Suppose that in a conversation, our conversational partner just said something completely new to us, and we want to express that we didn't know (or haven't known) about it before. For example,

A: Some dictionaries will tell you whether a noun is countable or not.

B1: Oh, I didn't know that.
B2: Oh, I haven't known that.
B3: Oh, I didn't know that until you mentioned it.
B4: Oh, I haven't known that until you mentioned it.

Which responses are possible? (I think all are possible.)
Which one is the most likely response by a native speaker?

  • Note: Any speakers are welcome to answer. In case that the answer is dialect-specific, please say so. Thank you in advance. Commented Apr 22, 2014 at 23:19
  • 1
    Only B1 and B3 are correct, though I can't come up with a thorough explanation as to why at the moment. It's not dialect-specific, haven't just doesn't work here. :) +1! Oh, as for most likely.... I'd say B1, just because usually shorter is most likely in most cases. But there's no reason B3 wouldn't work; it doesn't sound unnatural or anything.
    – WendiKidd
    Commented Apr 22, 2014 at 23:27
  • 2
    (By the way: you should say in *the case that* or if; in ∅ case is a different idiom meaning "to anticipate [a possible future problem]".) Commented Apr 22, 2014 at 23:48
  • 1
    I had never heard of that before.
    – user3169
    Commented Apr 23, 2014 at 0:06
  • 1
    I think "Oh, I hadn't known that." would work wouldn't it?
    – user13267
    Commented Apr 23, 2014 at 2:51

1 Answer 1


You cannot use I haven't known that here. The present perfect describes a present state which arises out of a prior eventuality, and you are implicitly saying that your present state is that you do know that—which is not a state that can arise out of your previous ignorance. (It can emerge from your previous ignorance, but it can only arise out of learning it.)
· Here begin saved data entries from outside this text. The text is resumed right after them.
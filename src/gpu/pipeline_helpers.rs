//! Shared wgpu boilerplate for bind group layouts and pipeline state.

use super::texture::DEPTH_FORMAT;

/// Storage buffer binding visible to `visibility`.
#[must_use]
pub fn storage_buffer(
    binding: u32,
    visibility: wgpu::ShaderStages,
    read_only: bool,
) -> wgpu::BindGroupLayoutEntry {
    wgpu::BindGroupLayoutEntry {
        binding,
        visibility,
        ty: wgpu::BindingType::Buffer {
            ty: wgpu::BufferBindingType::Storage { read_only },
            has_dynamic_offset: false,
            min_binding_size: None,
        },
        count: None,
    }
}

/// Uniform buffer binding visible to `visibility`.
#[must_use]
pub fn uniform_buffer(
    binding: u32,
    visibility: wgpu::ShaderStages,
) -> wgpu::BindGroupLayoutEntry {
    wgpu::BindGroupLayoutEntry {
        binding,
        visibility,
        ty: wgpu::BindingType::Buffer {
            ty: wgpu::BufferBindingType::Uniform,
            has_dynamic_offset: false,
            min_binding_size: None,
        },
        count: None,
    }
}

/// Fragment-visible, filterable float 2D texture binding.
#[must_use]
pub fn texture_2d(binding: u32) -> wgpu::BindGroupLayoutEntry {
    wgpu::BindGroupLayoutEntry {
        binding,
        visibility: wgpu::ShaderStages::FRAGMENT,
        ty: wgpu::BindingType::Texture {
            sample_type: wgpu::TextureSampleType::Float { filterable: true },
            view_dimension: wgpu::TextureViewDimension::D2,
            multisampled: false,
        },
        count: None,
    }
}

/// Fragment-visible filtering sampler binding.
#[must_use]
pub fn filtering_sampler(binding: u32) -> wgpu::BindGroupLayoutEntry {
    wgpu::BindGroupLayoutEntry {
        binding,
        visibility: wgpu::ShaderStages::FRAGMENT,
        ty: wgpu::BindingType::Sampler(wgpu::SamplerBindingType::Filtering),
        count: None,
    }
}

/// Standard depth-stencil state used by all scene pipelines.
#[must_use]
pub fn depth_stencil_state() -> wgpu::DepthStencilState {
    wgpu::DepthStencilState {
        format: DEPTH_FORMAT,
        depth_write_enabled: true,
        depth_compare: wgpu::CompareFunction::Less,
        stencil: wgpu::StencilState::default(),
        bias: wgpu::DepthBiasState::default(),
    }
}

/// Triangle-list primitive state; `wireframe` selects line polygons.
#[must_use]
pub fn triangle_state(wireframe: bool) -> wgpu::PrimitiveState {
    wgpu::PrimitiveState {
        topology: wgpu::PrimitiveTopology::TriangleList,
        cull_mode: None,
        polygon_mode: if wireframe {
            wgpu::PolygonMode::Line
        } else {
            wgpu::PolygonMode::Fill
        },
        ..Default::default()
    }
}

/// Fill pipeline plus an optional line-mode twin.
pub struct PipelinePair {
    fill: wgpu::RenderPipeline,
    wireframe: Option<wgpu::RenderPipeline>,
}

impl PipelinePair {
    /// Build the fill pipeline and, when `with_wireframe` is set, the line
    /// variant with `build(true)`.
    #[must_use]
    pub fn new(
        with_wireframe: bool,
        build: impl Fn(bool) -> wgpu::RenderPipeline,
    ) -> Self {
        Self {
            fill: build(false),
            wireframe: with_wireframe.then(|| build(true)),
        }
    }

    /// Pipeline for the requested mode, falling back to fill.
    #[must_use]
    pub fn select(&self, wireframe: bool) -> &wgpu::RenderPipeline {
        match (&self.wireframe, wireframe) {
            (Some(line), true) => line,
            _ => &self.fill,
        }
    }
}
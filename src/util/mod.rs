//! Shared utilities for the demos.

pub mod frame_timing;

pub use frame_timing::FrameTiming;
You may use I didn't know that, with or without until you mentioned it. This states that in the past you were in a state of ignorance, a state which ended at the point when your addressee mentioned 'it'. Until marks the end of a state, as explained here.

You are not obliged to include anything like until you mentioned it in order to make it clear that now you do know that—the discourse situation takes care of that—it serves only to make clear that it was your addressee's statement which dispelled your ignorance, not some other past event.

You may also use I hadn't known that, again with or without until you mentioned it. The past perfect does not necessarily describe a state arising out of a prior eventuality, because the past tense-domain does not have the contrast between simple past and present perfect which exists in the present domain—the past perfect serves for both. Here the past perfect acts as a “past-in-past”, analogous to the present-tense-domain simple past, so it describes a prior state of ignorance which ended at your past reference time, the time explicitly named in the until clause.

However, as you know, FumbleFingers' Perfect Truism instructs you that if you do not need a past perfect you should not use it. In this case there is no evident reason why a past perfect should be needed; consequently the best choice here is the simple past:

I didn't know that (until you mentioned it).